Quello che si terrà domenica sulla Brexit è già stato definito un vertice ad alto rischio. I 27 leader dell'Unione si riuniranno domenica per dare il loro formale via libera all'accordo stipulato nelle scorse settimane. Ma anche se le dichiarazioni della vigilia hanno confermato la volontà da parte di tutti i membri di votare a favore dell'accordo, restano alcuni punti che saranno comunque oggetto di discussione. Ecco quali.

La riunione 

La riunione del Consiglio europeo, composta dai capi di stato e di governo dell'UE e che comprende i 27 leader del blocco, sarà concentrata sulla bozza di accordo presentata da Londra, bozza che, dopo un primo esame, ha creato diversi malumori non solo tra i componenti del governo del premier inglese Theresa May ma anche tra i rappresentanti Ue. Nelle 585 pagine, frutto di un lavoro che dura da circa 2 anni, si parla di un assegno di divorzio pari a 39 miliardi di sterline, delle nuove regole riguardanti i diritti dei cittadini europei dopo la Brexit e di un accordo, finora definito nebuloso e controproducente per Londra, sul confine irlandese. Ma a centro della disputa restano anche commercio e sicurezza, pesca e servizi finanziari, diritti di proprietà intellettuale, trasporti ed energia.

Gibilterra

Se le cronache (e i ministri del governo May) hanno avuto molto da ridire sul confine tra le due Irlande che porrebbe la zona Nord sotto una giurisdizione commerciale diversa dal resto della Gran Bretagna, c'è anche un altro confine che preoccupa, quello di Gibilterra.

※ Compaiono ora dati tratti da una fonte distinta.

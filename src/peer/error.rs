use thiserror::Error;

use crate::wire;

/// Errors an RPC caller can get back.
///
/// Errors raised on the serving side cross the wire as their `Display`
/// text; [`RpcError::from_wire`] turns the well-known ones back into their
/// variant so local and remote calls fail the same way.
#[derive(Debug, Clone, PartialEq, Eq, Error)]
pub enum RpcError {
    #[error("malformed method name: {0}")]
    MalformedMethod(String),
    #[error("no such peer: {0}")]
    NoSuchPeer(String),
    #[error("no such method: {0}")]
    NoSuchMethod(String),
    #[error("permission denied: {0}")]
    PermissionDenied(String),
    #[error("argument mismatch: {0}")]
    ArgumentMismatch(String),
    /// The method ran and returned an error.
    #[error("{0}")]
    Handler(String),
    /// An error text from the serving side with no better match.
    #[error("{0}")]
    Remote(String),
    #[error("call timed out: {0}")]
    Timeout(String),
    #[error("peer disposed: {0}")]
    Disposed(String),
    #[error("peer already registered: {0}")]
    DuplicatePeer(String),
    #[error("codec error: {0}")]
    Codec(String),
    #[error(transparent)]
    Wire(#[from] wire::Error),
    #[error("transport error: {0}")]
    Transport(String),
}

impl RpcError {
    /// Rebuilds an error from the text carried in a reply.
    pub fn from_wire(text: &str) -> Self {
        type Ctor = fn(String) -> RpcError;
        const KNOWN: &[(&str, Ctor)] = &[
            ("malformed method name: ", RpcError::MalformedMethod),
            ("no such peer: ", RpcError::NoSuchPeer),
            ("no such method: ", RpcError::NoSuchMethod),
            ("permission denied: ", RpcError::PermissionDenied),
            ("argument mismatch: ", RpcError::ArgumentMismatch),
            ("call timed out: ", RpcError::Timeout),
            ("peer disposed: ", RpcError::Disposed),
            ("codec error: ", RpcError::Codec),
        ];
        for (prefix, ctor) in KNOWN {
            if let Some(rest) = text.strip_prefix(prefix) {
                return ctor(rest.to_string());
            }
        }
        RpcError::Remote(text.to_string())
    }
}

impl From<crate::net::Error> for RpcError {
    fn from(err: crate::net::Error) -> Self {
        RpcError::Transport(err.to_string())
    }
}
use std::time::Duration;

use serde::{Deserialize, Serialize};
use tokio::time;
use tracing::debug;

use super::{
    frame::Control,
    link::{LinkReader, LinkWriter},
    Error, Protocol, HEADER_PREFIX,
};

/// First payload a dialer sends: which protocol it speaks and who it is.
#[derive(Debug, Clone, PartialEq, Eq, Serialize, Deserialize)]
pub struct Hello {
    #[serde(rename = "Header")]
    pub header: String,
    #[serde(rename = "Origin")]
    pub origin: String,
}

impl Hello {
    pub fn new(proto: Protocol, origin: impl Into<String>) -> Self {
        Self {
            header: proto.header(),
            origin: origin.into(),
        }
    }

    pub fn encode(&self) -> Result<Vec<u8>, Error> {
        serde_json::to_vec(self).map_err(|e| Error::Handshake(e.to_string()))
    }

    pub fn decode(bytes: &[u8]) -> Result<Self, Error> {
        let hello: Hello = serde_json::from_slice(bytes)
            .map_err(|e| Error::Handshake(format!("malformed hello: {e}")))?;
        if !hello.header.starts_with(HEADER_PREFIX) {
            Err(Error::Handshake(format!(
                "unexpected header {:?}",
                hello.header
            )))?
        }
        Ok(hello)
    }
}

/// Dialer side: sends the hello and waits for the acknowledgement.
pub(crate) async fn offer(
    writer: &mut LinkWriter,
    reader: &mut LinkReader,
    proto: Protocol,
    origin: &str,
    timeout: Duration,
) -> Result<(), Error> {
    writer.send(&Hello::new(proto, origin).encode()?).await?;
    debug!("sent hello, waiting for acknowledgement");
    let ack = time::timeout(timeout, reader.read_ack())
        .await
        .map_err(|_| Error::HandshakeTimeout)??;
    if Control::parse(&ack) != Some(Control::HandshakeAck) {
        Err(Error::Handshake(format!(
            "unexpected acknowledgement {:?}",
            String::from_utf8_lossy(&ack)
        )))?
    }
    debug!("handshake acknowledged");
    Ok(())
}

/// Acceptor side: waits for the dialer's hello.
pub(crate) async fn receive(
    reader: &mut LinkReader,
    proto: Protocol,
    timeout: Duration,
) -> Result<Hello, Error> {
    let msg = time::timeout(timeout, reader.next())
        .await
        .map_err(|_| Error::HandshakeTimeout)??
        .ok_or(Error::Eof)?;
    let hello = Hello::decode(&msg)?;
    if hello.header != proto.header() {
        Err(Error::Handshake(format!(
            "{} hello on a {} listener",
            hello.header, proto
        )))?
    }
    debug!(origin = %hello.origin, "received hello");
    Ok(hello)
}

Sotto la giurisdizione inglese da oltre 300 anni, è fonte di più di un ma di pancia: tecnicamente il territorio venne ceduto dalla Spagna alla Gran Bretagna con il Trattato di Utrecht del 1713alla fine della della Guerra di successione spagnola. Nelle clausole del trattato, peò, era imposto che nessun commercio terrestre si sarebbe svolto tra Gibilterra e la Spagna a meno che Gibilterra si trovasse impossibilitata a rifornirsi per mare.